Taking the listing below, restate word for word each line from the line with "and skipped, and" to the line with "impl<'a, S: NodeSink>", ends included, and stop there.

- Opening Delimiter -

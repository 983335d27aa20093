//! Filesystem layer of the walk.
//!
//! Emits the synthetic project root, then walks directories depth-first
//! with entries sorted by name. A directory node is emitted only when its
//! subtree holds at least one eligible file, decided by a pre-scan, so
//! the stream stays in strict pre-order (every parent precedes all of its
//! descendants) while empty branches are pruned entirely. Failures are
//! local: an unreadable or unparseable file is logged and skipped, and
//! traversal continues with its siblings.

use std::fs;
use std::path::{Path, PathBuf};

use lexigraph_core::{CommonKind, GraphNode, KeyAllocator, Kind, LexigraphError, WalkConfig};
use walkdir::WalkDir;

use crate::emit::NodeSink;
use crate::filter::{project_relative, PathFilter};
use crate::parser::SourceParser;
use crate::walker::AstWalker;

/// Counters for one completed run.
#[derive(Debug, Default)]
pub struct WalkSummary {
    /// Files parsed and walked successfully.
    pub files_parsed: usize,
    /// Files skipped on read or parse failure.
    pub files_failed: usize,
    /// Eligible-extension files excluded by the change-set.
    pub files_filtered: usize,
    /// Directory nodes emitted.
    pub dirs_emitted: usize,
    /// Total nodes emitted, filesystem and syntax combined.
    pub nodes_emitted: usize,
}

/// Drives one whole run: project node, directory recursion, per-file
/// parse + AST walk.
pub struct ProjectWalker<'a, S: NodeSink> {
    base_dir: PathBuf,
    keys: KeyAllocator,
    parser: SourceParser,
    filter: PathFilter,
    config: WalkConfig,
    namespace: &'static str,
    sink: &'a mut S,
    summary: WalkSummary,
}

impl<'a, S: NodeSink> ProjectWalker<'a, S> {
    /// Build a walker for one run. Fails only on a malformed trunk seed,
    /// the single fatal precondition, checked before any traversal.
    pub fn new(
        base_dir: &Path,
        trunk_seed: &str,
        changed_files: &[String],
        config: WalkConfig,
        sink: &'a mut S,
    ) -> Result<Self, LexigraphError> {
        let keys = KeyAllocator::new(trunk_seed)?;
        let parser = SourceParser::new();
        let namespace = parser.primary_namespace();
        Ok(Self {
            base_dir: base_dir.to_path_buf(),
            keys,
            parser,
            filter: PathFilter::new(changed_files),
            config,
            namespace,
            sink,
            summary: WalkSummary::default(),
        })
    }

    /// Run the walk to completion and return the summary.
    pub fn run(mut self) -> Result<WalkSummary, LexigraphError> {
        let mut project = GraphNode::new(
            self.keys.root_key().to_string(),
            Kind::new(self.namespace, "project", false),
            CommonKind::Project,
        );
        project.set_property("filename", ".");
        self.emit(&project)?;

        let base = self.base_dir.clone();
        if self.subtree_has_eligible(&base) {
            self.walk_dir(&project.key, &base, Vec::new())?;
        }

        tracing::info!(
            "Walked {}: {} files parsed, {} failed, {} filtered by change-set, {} dirs, {} nodes emitted",
            self.base_dir.display(),
            self.summary.files_parsed,
            self.summary.files_failed,
            self.summary.files_filtered,
            self.summary.dirs_emitted,
            self.summary.nodes_emitted,
        );

        Ok(self.summary)
    }

    /// Emit one directory node, then its entries in sorted order.
    /// The caller has already established that this subtree is eligible.
    fn walk_dir(
        &mut self,
        parent_key: &str,
        dir: &Path,
        older_siblings: Vec<String>,
    ) -> Result<String, LexigraphError> {
        let rel = project_relative(&self.base_dir, dir);

        let mut node = GraphNode::new(
            self.keys.next(),
            Kind::new(self.namespace, "dir", false),
            CommonKind::Dir,
        );
        node.parent_key = parent_key.to_string();
        node.older_siblings = older_siblings;
        node.set_property("filename", rel.clone());
        self.emit(&node)?;
        self.summary.dirs_emitted += 1;
        let dir_key = node.key;

        let mut entries: Vec<fs::DirEntry> = match fs::read_dir(dir) {
            Ok(iter) => iter.filter_map(Result::ok).collect(),
            Err(err) => {
                tracing::warn!("failed to list {rel}: {err}");
                return Ok(dir_key);
            }
        };
        entries.sort_by_key(|entry| entry.file_name());

        let mut children: Vec<String> = Vec::new();
        for entry in entries {
            let path = entry.path();
            let file_type = match entry.file_type() {
                Ok(ft) => ft,
                Err(err) => {
                    tracing::warn!("failed to stat {}: {err}", path.display());
                    continue;
                }
            };

            if file_type.is_dir() {
                let name = entry.file_name();
                if self.config.skips_dir(&name.to_string_lossy()) {
                    continue;
                }
                if self.subtree_has_eligible(&path) {
                    let key = self.walk_dir(&dir_key, &path, children.clone())?;
                    children.push(key);
                }
            } else if file_type.is_file() {
                if let Some(key) = self.walk_file(&dir_key, &path, children.clone())? {
                    children.push(key);
                }
            }
        }

        Ok(dir_key)
    }

    /// Emit one file node and walk its syntax tree.
    ///
    /// Returns the file node's key, or `None` when the file did not
    /// participate (wrong extension, filtered out, or unreadable). A file
    /// the parser rejects keeps its file node but contributes no interior.
    fn walk_file(
        &mut self,
        parent_key: &str,
        path: &Path,
        older_siblings: Vec<String>,
    ) -> Result<Option<String>, LexigraphError> {
        let Some(ext) = path.extension().and_then(|e| e.to_str()) else {
            return Ok(None);
        };
        if !self.parser.supports_extension(ext) {
            return Ok(None);
        }

        let rel = project_relative(&self.base_dir, path);
        if !self.filter.selects(&rel) {
            self.summary.files_filtered += 1;
            return Ok(None);
        }

        let content = match fs::read(path) {
            Ok(content) => content,
            Err(err) => {
                tracing::warn!("failed to read {rel}: {err}");
                self.summary.files_failed += 1;
                return Ok(None);
            }
        };

        let mut node = GraphNode::new(
            self.keys.next(),
            Kind::new(self.namespace, "file", true),
            CommonKind::File,
        );
        node.parent_key = parent_key.to_string();
        node.older_siblings = older_siblings;
        node.set_property("filename", rel.clone());
        self.emit(&node)?;
        let file_key = node.key;

        match self.parser.parse_file(&rel, &content) {
            Ok(parsed) => {
                let walker = AstWalker::new(
                    &rel,
                    &content,
                    parsed.grammar,
                    &mut self.keys,
                    &mut *self.sink,
                );
                let emitted = walker.walk(parsed.tree.root_node(), &file_key)?;
                self.summary.nodes_emitted += emitted;
                self.summary.files_parsed += 1;
            }
            Err(err) => {
                tracing::warn!("skipping contents of {rel}: {err}");
                self.summary.files_failed += 1;
            }
        }

        Ok(Some(file_key))
    }

    /// Whether a subtree holds at least one eligible file. Directories
    /// with none are pruned from the output entirely.
    fn subtree_has_eligible(&self, dir: &Path) -> bool {
        let walker = WalkDir::new(dir)
            .follow_links(self.config.follow_links)
            .into_iter()
            .filter_entry(|entry| {
                // depth 0 is the scan root itself; only descendants are
                // subject to the skip list
                if entry.depth() > 0 && entry.file_type().is_dir() {
                    !self.config.skips_dir(&entry.file_name().to_string_lossy())
                } else {
                    true
                }
            });

        for entry in walker.flatten() {
            if !entry.file_type().is_file() {
                continue;
            }
            let Some(ext) = entry.path().extension().and_then(|e| e.to_str()) else {
                continue;
            };
            if !self.parser.supports_extension(ext) {
                continue;
            }
            let rel = project_relative(&self.base_dir, entry.path());
            if self.filter.selects(&rel) {
                return true;
            }
        }

        false
    }

    fn emit(&mut self, node: &GraphNode) -> Result<(), LexigraphError> {
        self.sink.emit(node)?;
        self.summary.nodes_emitted += 1;
        Ok(())
    }
}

- Closing Delimiter -

● Written reply:
//! local: an unreadable or unparseable file is logged and skipped, and
//! traversal continues with its siblings.

use std::fs;
use std::path::{Path, PathBuf};

use lexigraph_core::{CommonKind, GraphNode, KeyAllocator, Kind, LexigraphError, WalkConfig};
use walkdir::WalkDir;

use crate::emit::NodeSink;
use crate::filter::{project_relative, PathFilter};
use crate::parser::SourceParser;
use crate::walker::AstWalker;

/// Counters for one completed run.
#[derive(Debug, Default)]
pub struct WalkSummary {
    /// Files parsed and walked successfully.
    pub files_parsed: usize,
    /// Files skipped on read or parse failure.
    pub files_failed: usize,
    /// Eligible-extension files excluded by the change-set.
    pub files_filtered: usize,
    /// Directory nodes emitted.
    pub dirs_emitted: usize,
    /// Total nodes emitted, filesystem and syntax combined.
    pub nodes_emitted: usize,
}

/// Drives one whole run: project node, directory recursion, per-file
/// parse + AST walk.
pub struct ProjectWalker<'a, S: NodeSink> {
    base_dir: PathBuf,
    keys: KeyAllocator,
    parser: SourceParser,
    filter: PathFilter,
    config: WalkConfig,
    namespace: &'static str,
    sink: &'a mut S,
    summary: WalkSummary,
}

impl<'a, S: NodeSink> ProjectWalker<'a, S> {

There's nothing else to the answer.